> _What is required_:
Show every line of the data below that includes the word "Result".

---------------

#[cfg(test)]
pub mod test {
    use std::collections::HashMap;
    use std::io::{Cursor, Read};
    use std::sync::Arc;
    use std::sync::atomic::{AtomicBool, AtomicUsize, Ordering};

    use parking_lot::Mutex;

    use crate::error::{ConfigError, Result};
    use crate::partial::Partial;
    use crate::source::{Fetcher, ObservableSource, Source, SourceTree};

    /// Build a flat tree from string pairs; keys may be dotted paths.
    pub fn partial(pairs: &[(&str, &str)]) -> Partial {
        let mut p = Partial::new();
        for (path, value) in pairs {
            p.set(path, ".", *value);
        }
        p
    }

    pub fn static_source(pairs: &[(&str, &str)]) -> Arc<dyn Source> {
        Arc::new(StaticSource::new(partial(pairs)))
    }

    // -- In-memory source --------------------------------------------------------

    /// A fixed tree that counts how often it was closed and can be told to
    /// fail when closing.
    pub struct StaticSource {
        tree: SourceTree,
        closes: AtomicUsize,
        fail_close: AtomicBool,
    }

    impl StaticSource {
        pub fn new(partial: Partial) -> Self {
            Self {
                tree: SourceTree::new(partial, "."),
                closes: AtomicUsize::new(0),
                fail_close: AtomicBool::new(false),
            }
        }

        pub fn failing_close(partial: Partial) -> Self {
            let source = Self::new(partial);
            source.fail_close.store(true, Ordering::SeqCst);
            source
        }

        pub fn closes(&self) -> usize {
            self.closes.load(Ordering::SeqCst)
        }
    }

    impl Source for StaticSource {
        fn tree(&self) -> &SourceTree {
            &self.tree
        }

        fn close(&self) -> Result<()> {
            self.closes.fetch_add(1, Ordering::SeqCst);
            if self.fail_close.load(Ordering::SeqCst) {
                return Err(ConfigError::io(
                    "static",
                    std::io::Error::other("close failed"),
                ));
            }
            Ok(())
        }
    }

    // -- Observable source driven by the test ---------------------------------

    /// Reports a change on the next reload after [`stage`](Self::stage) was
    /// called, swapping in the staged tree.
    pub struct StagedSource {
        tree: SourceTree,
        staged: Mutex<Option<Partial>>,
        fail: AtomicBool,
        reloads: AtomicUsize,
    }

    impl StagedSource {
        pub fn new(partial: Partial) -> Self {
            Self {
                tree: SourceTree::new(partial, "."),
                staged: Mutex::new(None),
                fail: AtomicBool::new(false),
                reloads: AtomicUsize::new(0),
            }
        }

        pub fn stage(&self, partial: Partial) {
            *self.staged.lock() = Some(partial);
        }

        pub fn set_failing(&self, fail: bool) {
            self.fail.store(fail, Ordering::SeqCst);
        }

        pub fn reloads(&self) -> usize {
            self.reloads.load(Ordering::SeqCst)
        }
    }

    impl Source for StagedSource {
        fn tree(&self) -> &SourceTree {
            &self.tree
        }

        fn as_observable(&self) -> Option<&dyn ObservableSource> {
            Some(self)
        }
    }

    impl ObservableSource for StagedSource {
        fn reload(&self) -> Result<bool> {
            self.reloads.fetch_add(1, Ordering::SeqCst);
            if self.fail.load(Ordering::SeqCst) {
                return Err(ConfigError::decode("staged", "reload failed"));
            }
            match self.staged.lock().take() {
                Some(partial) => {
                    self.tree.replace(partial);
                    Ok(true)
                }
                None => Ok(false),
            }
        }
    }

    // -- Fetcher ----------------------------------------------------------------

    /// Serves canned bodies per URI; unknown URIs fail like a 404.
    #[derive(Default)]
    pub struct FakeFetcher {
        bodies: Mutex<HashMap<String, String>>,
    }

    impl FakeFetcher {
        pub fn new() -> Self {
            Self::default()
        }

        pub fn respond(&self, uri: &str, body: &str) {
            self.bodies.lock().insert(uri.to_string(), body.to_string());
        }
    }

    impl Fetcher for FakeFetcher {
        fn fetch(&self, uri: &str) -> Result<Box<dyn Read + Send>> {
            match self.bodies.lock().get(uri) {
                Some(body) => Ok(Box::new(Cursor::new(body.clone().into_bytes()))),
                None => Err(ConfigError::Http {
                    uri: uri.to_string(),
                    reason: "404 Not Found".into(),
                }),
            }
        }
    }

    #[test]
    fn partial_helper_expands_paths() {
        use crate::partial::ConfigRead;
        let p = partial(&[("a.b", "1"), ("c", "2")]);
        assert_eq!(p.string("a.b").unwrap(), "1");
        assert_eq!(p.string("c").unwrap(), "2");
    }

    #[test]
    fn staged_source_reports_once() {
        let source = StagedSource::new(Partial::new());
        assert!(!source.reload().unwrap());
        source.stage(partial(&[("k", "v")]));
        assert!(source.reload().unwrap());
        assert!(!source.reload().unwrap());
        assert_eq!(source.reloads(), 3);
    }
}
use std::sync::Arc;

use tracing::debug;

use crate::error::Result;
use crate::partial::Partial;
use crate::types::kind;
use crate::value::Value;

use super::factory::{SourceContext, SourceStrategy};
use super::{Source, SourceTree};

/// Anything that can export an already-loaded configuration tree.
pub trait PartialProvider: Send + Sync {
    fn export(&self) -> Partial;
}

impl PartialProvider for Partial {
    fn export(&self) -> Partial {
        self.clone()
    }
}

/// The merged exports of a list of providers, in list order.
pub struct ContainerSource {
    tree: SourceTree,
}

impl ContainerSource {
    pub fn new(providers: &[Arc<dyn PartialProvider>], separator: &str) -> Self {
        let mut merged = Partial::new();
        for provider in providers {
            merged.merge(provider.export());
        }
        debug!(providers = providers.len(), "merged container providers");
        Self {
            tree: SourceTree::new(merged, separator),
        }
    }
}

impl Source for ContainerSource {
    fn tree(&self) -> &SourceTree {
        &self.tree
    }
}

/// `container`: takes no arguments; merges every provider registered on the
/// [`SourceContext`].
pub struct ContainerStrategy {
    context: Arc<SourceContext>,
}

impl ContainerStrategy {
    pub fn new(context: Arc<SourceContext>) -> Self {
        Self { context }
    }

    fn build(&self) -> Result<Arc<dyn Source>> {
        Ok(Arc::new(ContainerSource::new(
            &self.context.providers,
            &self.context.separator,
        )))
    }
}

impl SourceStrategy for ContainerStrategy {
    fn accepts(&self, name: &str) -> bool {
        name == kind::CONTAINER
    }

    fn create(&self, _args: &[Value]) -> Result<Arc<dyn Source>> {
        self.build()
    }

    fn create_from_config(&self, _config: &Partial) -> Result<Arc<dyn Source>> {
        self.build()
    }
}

---------------

> _The completed task_:
    use crate::error::{ConfigError, Result};
        fn close(&self) -> Result<()> {
        fn reload(&self) -> Result<bool> {
        fn fetch(&self, uri: &str) -> Result<Box<dyn Read + Send>> {
use crate::error::Result;
    fn build(&self) -> Result<Arc<dyn Source>> {
    fn create(&self, _args: &[Value]) -> Result<Arc<dyn Source>> {
    fn create_from_config(&self, _config: &Partial) -> Result<Arc<dyn Source>> {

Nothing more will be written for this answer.